Dataset entries
• • •
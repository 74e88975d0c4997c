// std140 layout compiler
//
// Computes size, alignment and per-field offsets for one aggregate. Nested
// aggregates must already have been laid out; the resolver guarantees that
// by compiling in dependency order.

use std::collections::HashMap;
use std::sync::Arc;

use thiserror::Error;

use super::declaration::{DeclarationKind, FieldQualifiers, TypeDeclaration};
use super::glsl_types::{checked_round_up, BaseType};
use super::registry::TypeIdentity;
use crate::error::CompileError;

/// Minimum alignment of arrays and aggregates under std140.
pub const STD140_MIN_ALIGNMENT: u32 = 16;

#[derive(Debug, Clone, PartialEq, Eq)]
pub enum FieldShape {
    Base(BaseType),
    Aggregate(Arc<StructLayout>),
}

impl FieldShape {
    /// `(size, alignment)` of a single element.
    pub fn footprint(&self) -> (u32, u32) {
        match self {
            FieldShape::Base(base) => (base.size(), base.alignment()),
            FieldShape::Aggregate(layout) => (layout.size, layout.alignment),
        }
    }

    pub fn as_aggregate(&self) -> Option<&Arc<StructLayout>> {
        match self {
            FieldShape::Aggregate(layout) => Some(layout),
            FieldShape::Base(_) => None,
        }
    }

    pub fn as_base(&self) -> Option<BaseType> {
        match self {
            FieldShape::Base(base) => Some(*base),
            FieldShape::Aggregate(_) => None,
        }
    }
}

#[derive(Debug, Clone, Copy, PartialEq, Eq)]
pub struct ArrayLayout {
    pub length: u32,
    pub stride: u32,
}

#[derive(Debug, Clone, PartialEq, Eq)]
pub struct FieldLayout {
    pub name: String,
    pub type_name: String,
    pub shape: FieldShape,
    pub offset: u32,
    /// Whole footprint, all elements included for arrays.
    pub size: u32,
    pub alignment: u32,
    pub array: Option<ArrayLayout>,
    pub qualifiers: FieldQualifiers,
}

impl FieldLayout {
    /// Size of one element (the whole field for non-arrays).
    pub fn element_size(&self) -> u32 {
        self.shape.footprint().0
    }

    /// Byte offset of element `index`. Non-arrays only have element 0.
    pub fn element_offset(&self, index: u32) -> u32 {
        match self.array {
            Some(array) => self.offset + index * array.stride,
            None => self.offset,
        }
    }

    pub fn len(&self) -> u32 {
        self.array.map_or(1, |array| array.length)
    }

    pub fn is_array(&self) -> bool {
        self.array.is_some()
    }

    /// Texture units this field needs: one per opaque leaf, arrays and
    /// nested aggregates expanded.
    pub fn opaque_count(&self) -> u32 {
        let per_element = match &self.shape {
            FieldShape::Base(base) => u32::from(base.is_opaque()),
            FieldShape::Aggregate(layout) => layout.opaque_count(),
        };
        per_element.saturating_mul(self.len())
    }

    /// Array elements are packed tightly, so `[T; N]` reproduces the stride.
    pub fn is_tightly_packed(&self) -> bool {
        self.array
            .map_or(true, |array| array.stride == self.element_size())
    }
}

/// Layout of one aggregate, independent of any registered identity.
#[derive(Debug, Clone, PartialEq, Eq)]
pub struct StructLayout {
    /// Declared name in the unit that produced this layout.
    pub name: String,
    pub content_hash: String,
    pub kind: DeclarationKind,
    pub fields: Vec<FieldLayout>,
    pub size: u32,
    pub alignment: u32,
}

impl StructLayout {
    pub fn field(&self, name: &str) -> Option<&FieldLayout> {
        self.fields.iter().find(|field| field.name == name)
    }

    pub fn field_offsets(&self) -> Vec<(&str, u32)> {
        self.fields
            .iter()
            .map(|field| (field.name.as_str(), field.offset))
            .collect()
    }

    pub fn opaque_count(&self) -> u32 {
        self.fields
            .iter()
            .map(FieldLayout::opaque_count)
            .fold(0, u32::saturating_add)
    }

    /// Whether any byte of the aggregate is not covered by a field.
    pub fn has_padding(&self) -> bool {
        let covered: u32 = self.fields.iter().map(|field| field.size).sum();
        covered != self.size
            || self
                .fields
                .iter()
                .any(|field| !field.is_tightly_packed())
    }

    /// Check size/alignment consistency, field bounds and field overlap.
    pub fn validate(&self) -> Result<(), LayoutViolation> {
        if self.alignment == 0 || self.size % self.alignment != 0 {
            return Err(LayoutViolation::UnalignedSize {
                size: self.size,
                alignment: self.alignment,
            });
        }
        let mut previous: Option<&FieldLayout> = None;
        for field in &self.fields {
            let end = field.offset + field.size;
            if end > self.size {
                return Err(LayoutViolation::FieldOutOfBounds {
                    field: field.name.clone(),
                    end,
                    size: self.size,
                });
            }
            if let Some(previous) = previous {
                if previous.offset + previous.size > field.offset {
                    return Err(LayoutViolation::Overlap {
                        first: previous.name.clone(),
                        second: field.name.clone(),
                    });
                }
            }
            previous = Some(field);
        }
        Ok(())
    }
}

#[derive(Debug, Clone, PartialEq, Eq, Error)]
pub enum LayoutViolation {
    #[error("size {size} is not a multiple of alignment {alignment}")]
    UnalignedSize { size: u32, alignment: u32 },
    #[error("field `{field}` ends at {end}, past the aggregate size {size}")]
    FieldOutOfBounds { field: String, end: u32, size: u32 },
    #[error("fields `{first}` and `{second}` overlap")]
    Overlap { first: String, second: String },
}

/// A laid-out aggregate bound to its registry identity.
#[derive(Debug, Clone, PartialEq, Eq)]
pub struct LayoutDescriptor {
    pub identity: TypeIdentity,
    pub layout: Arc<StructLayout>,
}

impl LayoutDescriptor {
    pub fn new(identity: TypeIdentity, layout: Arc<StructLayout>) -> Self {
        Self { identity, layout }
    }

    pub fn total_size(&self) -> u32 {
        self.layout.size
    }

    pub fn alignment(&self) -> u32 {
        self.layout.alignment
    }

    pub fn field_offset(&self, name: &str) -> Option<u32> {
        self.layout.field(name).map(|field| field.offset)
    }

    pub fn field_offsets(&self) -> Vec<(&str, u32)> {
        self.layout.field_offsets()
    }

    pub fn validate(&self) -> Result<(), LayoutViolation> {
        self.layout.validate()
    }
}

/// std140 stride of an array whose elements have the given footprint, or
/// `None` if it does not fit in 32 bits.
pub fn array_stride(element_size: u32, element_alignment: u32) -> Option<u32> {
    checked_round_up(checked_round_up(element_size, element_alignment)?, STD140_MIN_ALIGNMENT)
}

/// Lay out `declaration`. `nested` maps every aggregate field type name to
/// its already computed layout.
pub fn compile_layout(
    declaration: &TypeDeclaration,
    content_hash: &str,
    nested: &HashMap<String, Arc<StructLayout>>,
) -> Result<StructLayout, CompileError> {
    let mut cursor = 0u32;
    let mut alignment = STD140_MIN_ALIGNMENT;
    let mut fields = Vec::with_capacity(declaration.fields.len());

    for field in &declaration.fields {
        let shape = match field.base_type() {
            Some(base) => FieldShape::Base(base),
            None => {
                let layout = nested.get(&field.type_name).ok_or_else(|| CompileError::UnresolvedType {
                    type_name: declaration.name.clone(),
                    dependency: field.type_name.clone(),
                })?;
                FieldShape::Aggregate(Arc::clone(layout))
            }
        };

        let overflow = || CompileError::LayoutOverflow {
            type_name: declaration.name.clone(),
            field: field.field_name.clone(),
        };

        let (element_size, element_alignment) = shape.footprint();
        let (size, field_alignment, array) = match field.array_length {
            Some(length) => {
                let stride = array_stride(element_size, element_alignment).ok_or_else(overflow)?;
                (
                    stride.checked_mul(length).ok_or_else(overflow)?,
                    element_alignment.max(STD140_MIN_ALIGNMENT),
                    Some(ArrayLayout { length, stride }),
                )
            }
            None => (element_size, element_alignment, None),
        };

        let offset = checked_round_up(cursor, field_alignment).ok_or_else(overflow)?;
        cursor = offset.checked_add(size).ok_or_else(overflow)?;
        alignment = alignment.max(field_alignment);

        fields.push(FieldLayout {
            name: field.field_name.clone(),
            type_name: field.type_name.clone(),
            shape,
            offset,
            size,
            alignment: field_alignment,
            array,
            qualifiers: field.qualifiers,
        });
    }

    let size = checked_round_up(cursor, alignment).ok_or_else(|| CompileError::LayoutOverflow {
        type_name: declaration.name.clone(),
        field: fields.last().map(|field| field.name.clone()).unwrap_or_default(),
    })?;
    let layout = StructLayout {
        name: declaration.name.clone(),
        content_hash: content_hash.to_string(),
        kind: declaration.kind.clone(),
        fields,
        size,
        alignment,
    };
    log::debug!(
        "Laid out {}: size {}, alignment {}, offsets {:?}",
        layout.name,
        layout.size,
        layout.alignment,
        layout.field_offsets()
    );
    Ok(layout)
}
• • •
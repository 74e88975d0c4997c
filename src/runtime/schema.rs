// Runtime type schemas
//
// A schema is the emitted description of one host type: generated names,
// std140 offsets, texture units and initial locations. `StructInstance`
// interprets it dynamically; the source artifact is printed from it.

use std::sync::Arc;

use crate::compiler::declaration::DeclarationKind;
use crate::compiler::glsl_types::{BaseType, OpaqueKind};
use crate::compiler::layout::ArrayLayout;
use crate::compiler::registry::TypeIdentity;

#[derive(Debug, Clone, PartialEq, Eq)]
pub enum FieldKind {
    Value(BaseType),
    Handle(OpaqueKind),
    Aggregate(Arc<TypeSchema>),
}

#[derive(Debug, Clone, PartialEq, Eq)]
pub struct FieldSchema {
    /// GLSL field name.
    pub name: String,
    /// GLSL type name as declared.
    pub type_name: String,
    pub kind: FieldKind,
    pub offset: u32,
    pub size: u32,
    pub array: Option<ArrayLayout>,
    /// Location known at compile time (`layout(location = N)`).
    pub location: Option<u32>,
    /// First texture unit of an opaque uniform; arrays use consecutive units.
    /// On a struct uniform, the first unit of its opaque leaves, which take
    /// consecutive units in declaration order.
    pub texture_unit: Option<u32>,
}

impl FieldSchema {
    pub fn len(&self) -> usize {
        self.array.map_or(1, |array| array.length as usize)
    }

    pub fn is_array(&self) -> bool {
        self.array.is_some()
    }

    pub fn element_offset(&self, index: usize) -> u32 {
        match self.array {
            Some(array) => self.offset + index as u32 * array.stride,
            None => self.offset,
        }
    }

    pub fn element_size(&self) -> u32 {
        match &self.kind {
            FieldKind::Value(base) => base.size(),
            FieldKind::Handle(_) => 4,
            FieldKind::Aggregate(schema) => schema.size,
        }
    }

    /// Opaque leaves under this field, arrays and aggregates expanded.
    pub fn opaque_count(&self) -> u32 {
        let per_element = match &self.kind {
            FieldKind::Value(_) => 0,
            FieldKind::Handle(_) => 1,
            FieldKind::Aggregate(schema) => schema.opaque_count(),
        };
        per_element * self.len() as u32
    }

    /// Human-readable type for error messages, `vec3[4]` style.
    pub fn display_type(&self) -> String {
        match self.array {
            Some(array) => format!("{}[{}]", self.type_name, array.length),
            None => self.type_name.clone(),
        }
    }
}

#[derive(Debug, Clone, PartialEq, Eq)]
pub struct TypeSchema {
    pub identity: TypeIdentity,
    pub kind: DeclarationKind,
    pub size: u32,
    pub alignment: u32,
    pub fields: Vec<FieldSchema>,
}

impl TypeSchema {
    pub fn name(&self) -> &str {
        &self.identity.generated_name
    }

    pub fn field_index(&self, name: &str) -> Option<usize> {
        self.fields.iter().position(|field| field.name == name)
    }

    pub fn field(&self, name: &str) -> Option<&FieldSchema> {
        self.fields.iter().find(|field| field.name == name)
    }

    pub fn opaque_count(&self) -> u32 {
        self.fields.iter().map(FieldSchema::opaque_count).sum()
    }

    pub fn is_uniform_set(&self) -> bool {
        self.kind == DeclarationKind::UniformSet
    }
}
• • •
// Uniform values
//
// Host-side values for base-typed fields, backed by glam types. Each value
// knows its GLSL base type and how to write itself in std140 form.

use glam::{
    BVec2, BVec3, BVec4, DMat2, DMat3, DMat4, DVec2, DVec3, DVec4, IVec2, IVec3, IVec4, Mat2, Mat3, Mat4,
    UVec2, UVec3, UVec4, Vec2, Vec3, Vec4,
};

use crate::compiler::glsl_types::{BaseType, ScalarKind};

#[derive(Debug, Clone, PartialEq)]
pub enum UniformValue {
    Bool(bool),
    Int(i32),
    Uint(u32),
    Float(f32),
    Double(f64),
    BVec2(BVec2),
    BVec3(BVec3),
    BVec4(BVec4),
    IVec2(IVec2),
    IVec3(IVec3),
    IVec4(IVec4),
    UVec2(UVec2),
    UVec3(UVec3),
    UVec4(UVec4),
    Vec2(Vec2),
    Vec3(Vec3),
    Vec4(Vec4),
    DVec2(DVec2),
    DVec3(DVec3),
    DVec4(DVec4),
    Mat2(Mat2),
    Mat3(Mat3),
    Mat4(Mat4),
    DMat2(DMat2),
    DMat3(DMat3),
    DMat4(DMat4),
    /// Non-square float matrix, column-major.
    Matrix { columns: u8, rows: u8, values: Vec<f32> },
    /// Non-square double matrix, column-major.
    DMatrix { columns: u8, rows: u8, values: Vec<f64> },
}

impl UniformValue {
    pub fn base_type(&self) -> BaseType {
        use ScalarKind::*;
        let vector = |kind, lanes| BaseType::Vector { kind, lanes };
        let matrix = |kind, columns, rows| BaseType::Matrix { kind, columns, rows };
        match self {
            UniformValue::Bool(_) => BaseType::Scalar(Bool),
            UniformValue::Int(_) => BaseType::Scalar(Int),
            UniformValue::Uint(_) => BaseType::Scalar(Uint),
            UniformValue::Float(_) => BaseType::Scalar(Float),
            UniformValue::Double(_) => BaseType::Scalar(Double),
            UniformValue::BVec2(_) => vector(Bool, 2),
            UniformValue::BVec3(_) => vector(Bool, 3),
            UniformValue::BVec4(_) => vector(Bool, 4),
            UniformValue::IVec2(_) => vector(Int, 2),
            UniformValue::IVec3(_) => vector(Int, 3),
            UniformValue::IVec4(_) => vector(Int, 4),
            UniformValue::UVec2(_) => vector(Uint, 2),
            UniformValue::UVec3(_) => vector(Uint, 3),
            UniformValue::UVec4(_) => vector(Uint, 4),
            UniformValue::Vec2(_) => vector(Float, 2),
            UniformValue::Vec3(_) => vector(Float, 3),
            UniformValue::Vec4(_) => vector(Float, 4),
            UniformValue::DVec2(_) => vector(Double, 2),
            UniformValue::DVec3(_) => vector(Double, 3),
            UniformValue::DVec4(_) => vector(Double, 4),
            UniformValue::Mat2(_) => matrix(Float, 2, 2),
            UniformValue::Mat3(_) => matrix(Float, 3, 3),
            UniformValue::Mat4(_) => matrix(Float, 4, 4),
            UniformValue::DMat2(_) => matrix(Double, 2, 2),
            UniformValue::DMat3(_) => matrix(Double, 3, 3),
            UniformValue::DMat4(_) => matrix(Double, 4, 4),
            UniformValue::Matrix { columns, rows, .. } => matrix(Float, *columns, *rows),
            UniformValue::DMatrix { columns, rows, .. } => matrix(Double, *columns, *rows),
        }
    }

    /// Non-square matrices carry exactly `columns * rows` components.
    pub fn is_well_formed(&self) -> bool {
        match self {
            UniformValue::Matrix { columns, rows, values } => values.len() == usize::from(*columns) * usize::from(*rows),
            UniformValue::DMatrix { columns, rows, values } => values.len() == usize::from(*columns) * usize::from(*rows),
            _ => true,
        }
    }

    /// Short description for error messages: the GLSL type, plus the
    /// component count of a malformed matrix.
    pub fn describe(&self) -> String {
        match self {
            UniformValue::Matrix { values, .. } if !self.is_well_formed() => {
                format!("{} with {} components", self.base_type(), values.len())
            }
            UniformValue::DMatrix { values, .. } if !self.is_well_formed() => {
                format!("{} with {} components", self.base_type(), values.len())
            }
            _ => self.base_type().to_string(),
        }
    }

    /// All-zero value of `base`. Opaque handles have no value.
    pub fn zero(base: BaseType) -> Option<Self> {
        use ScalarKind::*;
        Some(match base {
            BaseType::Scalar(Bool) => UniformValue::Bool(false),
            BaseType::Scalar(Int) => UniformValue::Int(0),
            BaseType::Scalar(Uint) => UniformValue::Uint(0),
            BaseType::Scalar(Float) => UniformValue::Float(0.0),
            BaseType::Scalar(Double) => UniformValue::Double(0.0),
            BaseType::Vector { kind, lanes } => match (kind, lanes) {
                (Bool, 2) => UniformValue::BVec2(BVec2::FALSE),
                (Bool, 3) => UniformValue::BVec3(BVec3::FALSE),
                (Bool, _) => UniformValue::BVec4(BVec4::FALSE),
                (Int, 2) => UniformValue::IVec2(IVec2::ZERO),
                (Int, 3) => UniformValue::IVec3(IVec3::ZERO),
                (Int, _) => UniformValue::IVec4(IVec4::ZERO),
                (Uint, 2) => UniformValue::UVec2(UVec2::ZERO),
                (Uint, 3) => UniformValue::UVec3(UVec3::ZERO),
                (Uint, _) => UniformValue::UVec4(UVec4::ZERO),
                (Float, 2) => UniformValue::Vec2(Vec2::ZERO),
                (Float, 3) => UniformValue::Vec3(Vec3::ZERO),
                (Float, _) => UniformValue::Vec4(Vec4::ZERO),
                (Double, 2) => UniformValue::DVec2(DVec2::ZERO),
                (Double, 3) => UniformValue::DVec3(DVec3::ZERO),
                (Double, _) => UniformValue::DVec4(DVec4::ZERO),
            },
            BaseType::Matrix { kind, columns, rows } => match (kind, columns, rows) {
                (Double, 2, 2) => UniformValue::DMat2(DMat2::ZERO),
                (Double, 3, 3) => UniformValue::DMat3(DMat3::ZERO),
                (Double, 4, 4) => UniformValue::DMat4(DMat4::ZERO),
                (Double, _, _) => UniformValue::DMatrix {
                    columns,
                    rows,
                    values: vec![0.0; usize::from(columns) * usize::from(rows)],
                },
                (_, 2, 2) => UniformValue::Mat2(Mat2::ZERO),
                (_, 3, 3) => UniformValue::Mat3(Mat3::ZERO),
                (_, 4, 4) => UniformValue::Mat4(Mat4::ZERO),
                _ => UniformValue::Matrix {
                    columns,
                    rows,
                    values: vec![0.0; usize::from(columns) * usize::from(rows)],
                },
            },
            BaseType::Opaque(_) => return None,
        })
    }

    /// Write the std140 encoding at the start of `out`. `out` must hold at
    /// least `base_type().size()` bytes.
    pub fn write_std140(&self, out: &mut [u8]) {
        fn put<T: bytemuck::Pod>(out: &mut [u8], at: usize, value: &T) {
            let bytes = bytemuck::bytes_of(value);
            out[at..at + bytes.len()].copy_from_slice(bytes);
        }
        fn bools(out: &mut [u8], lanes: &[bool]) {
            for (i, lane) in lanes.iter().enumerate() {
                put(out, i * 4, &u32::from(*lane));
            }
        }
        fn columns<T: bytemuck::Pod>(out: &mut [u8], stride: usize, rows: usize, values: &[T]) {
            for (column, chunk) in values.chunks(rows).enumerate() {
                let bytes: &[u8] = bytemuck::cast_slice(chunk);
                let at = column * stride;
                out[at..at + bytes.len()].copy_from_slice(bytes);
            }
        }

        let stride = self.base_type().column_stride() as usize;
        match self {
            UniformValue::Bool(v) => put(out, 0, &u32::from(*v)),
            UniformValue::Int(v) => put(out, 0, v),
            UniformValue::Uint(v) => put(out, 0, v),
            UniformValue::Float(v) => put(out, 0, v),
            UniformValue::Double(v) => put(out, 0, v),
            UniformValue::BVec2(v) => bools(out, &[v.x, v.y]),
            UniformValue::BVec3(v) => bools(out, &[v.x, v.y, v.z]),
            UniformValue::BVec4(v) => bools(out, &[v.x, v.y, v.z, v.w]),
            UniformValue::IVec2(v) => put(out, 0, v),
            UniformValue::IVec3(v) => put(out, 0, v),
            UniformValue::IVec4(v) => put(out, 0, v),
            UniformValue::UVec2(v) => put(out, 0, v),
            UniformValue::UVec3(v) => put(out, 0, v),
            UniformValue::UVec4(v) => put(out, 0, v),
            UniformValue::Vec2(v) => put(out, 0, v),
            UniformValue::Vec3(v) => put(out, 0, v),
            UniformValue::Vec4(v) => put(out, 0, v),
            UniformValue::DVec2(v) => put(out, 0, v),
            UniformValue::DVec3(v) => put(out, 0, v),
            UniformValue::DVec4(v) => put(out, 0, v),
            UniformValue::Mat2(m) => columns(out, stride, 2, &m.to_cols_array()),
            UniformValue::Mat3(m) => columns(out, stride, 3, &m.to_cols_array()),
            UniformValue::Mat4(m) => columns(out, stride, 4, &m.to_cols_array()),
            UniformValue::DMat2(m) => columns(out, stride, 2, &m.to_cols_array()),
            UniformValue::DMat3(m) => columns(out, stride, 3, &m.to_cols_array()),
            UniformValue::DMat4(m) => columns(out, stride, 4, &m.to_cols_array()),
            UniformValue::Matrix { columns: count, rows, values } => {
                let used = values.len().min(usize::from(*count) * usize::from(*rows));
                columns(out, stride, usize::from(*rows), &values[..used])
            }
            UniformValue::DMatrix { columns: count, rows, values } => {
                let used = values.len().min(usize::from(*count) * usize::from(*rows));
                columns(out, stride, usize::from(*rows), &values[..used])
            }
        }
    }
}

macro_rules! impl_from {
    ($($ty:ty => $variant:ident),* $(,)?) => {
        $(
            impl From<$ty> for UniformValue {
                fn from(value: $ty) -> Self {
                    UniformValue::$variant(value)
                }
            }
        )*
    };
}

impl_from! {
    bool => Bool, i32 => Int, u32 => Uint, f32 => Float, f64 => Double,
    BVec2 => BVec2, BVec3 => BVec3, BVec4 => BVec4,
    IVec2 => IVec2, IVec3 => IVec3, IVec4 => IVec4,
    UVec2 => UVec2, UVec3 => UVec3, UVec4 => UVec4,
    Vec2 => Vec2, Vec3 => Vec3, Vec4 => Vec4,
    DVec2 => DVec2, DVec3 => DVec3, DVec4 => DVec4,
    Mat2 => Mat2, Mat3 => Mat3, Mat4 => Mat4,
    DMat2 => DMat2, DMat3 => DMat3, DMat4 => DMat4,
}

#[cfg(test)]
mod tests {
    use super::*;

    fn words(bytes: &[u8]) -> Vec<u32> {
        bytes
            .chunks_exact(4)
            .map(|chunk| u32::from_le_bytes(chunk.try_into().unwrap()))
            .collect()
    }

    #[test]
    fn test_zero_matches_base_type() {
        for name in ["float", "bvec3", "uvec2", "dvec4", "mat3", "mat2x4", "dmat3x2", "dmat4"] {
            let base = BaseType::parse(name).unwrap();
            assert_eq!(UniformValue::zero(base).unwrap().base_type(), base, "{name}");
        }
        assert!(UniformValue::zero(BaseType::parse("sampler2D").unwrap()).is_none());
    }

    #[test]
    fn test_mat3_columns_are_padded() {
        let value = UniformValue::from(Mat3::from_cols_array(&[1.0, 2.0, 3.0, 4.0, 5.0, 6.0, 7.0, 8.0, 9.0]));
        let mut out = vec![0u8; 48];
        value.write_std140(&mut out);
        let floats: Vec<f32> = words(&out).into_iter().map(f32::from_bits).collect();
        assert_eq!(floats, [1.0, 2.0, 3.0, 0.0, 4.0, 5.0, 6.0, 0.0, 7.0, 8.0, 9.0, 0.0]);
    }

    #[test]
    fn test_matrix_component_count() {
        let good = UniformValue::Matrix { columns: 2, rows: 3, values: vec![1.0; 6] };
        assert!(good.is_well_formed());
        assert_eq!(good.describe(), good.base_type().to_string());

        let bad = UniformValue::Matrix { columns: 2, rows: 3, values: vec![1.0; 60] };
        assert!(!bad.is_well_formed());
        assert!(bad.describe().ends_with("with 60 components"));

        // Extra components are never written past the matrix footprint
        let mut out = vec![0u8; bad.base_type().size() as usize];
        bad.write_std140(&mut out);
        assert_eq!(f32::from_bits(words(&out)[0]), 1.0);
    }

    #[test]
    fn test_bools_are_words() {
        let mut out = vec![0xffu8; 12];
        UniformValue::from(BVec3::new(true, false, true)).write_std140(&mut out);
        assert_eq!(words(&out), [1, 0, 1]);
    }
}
• • •
Work to complete:
Tell how many lines of the data above hold the string "already". Give only the number.

Task output:
2